→ YOUR OBJECTIVE
Tally the lines containing "index" in this data. Respond with the tally alone.

◇ ◇ ◇ ◇ ◇ ◇ ◇

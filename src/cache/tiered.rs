use std::sync::Arc;
use std::time::Duration;

use serde::de::DeserializeOwned;
use serde::Serialize;
use tracing::debug;

use super::{apply_ttl_jitter, keys, CacheBackend};

pub const LAYER_COUNT: usize = 4;

/// Access-frequency tier. L1 is hottest/shortest-lived; TTLs increase
/// toward L4.
#[derive(Debug, Clone, Copy, PartialEq, Eq)]
pub enum CacheLayer {
    L1,
    L2,
    L3,
    L4,
}

impl CacheLayer {
    pub const ALL: [CacheLayer; LAYER_COUNT] = [Self::L1, Self::L2, Self::L3, Self::L4];

    fn index(&self) -> usize {
        match self {
            Self::L1 => 0,
            Self::L2 => 1,
            Self::L3 => 2,
            Self::L4 => 3,
        }
    }

    fn prefix(&self) -> &'static str {
        match self {
            Self::L1 => "l1",
            Self::L2 => "l2",
            Self::L3 => "l3",
            Self::L4 => "l4",
        }
    }

    fn storage_key(&self, key: &str) -> String {
        format!("{}:{}", self.prefix(), key)
    }
}

/// Four concentric cache layers over a single backend. A hit below L1 is
/// promoted into L1 so repeat reads stay on the fast path. Entries are pure
/// latency optimizations: every caller has a durable fallback for a miss.
#[derive(Clone)]
pub struct TieredCache {
    backend: Arc<dyn CacheBackend>,
    ttls: [Duration; LAYER_COUNT],
}

impl TieredCache {
    pub fn new(backend: Arc<dyn CacheBackend>) -> Self {
        Self::with_ttls(
            backend,
            [
                Duration::from_secs(5 * 60),
                Duration::from_secs(30 * 60),
                Duration::from_secs(2 * 60 * 60),
                Duration::from_secs(24 * 60 * 60),
            ],
        )
    }

    pub fn with_ttls(backend: Arc<dyn CacheBackend>, ttls: [Duration; LAYER_COUNT]) -> Self {
        debug_assert!(ttls.windows(2).all(|w| w[0] < w[1]));
        Self { backend, ttls }
    }

    pub fn backend(&self) -> &Arc<dyn CacheBackend> {
        &self.backend
    }

    pub fn layer_ttl(&self, layer: CacheLayer) -> Duration {
        self.ttls[layer.index()]
    }

    /// Probe L1..L4 in order; promote a lower-layer hit into L1.
    pub async fn get<T>(&self, key: &str) -> Option<T>
    where
        T: DeserializeOwned,
    {
        for layer in CacheLayer::ALL {
            let storage_key = layer.storage_key(key);
            if let Some(payload) = self.backend.get_raw(&storage_key).await {
                if layer != CacheLayer::L1 {
                    let ttl = apply_ttl_jitter(self.layer_ttl(CacheLayer::L1));
                    self.backend
                        .set_raw(&CacheLayer::L1.storage_key(key), &payload, Some(ttl))
                        .await;
                    debug!(key, from = layer.prefix(), "cache promotion");
                }
                return serde_json::from_str(&payload).ok();
            }
        }
        None
    }

    /// Write into exactly one layer.
    pub async fn set<T>(&self, key: &str, value: &T, layer: CacheLayer)
    where
        T: Serialize,
    {
        self.set_with_tags(key, value, layer, &[]).await;
    }

    /// Write into one layer and index the stored key under each tag, so a
    /// later `invalidate_by_tags` can bulk-expire related entries.
    pub async fn set_with_tags<T>(&self, key: &str, value: &T, layer: CacheLayer, tags: &[String])
    where
        T: Serialize,
    {
        let payload = match serde_json::to_string(value) {
            Ok(p) => p,
            Err(_) => return,
        };
        let storage_key = layer.storage_key(key);
        let ttl = apply_ttl_jitter(self.layer_ttl(layer));
        self.backend.set_raw(&storage_key, &payload, Some(ttl)).await;

        // Tag sets outlive any member entry.
        let tag_ttl = self.ttls[LAYER_COUNT - 1];
        for tag in tags {
            self.backend
                .sadd(&keys::tag_key(tag), &storage_key, Some(tag_ttl))
                .await;
        }
    }

    /// Remove a key from every layer.
    pub async fn delete(&self, key: &str) {
        for layer in CacheLayer::ALL {
            self.backend.delete(&layer.storage_key(key)).await;
        }
    }

    pub async fn invalidate_by_tags(&self, tags: &[String]) -> usize {
        let mut invalidated = 0usize;
        for tag in tags {
            let tag_key = keys::tag_key(tag);
            for member in self.backend.smembers(&tag_key).await {
                self.backend.delete(&member).await;
                invalidated += 1;
            }
            self.backend.delete(&tag_key).await;
        }
        if invalidated > 0 {
            debug!(count = invalidated, "cache entries invalidated by tag");
        }
        invalidated
    }
}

◇ ◇ ◇ ◇ ◇ ◇ ◇

→ RESPONSE AREA
3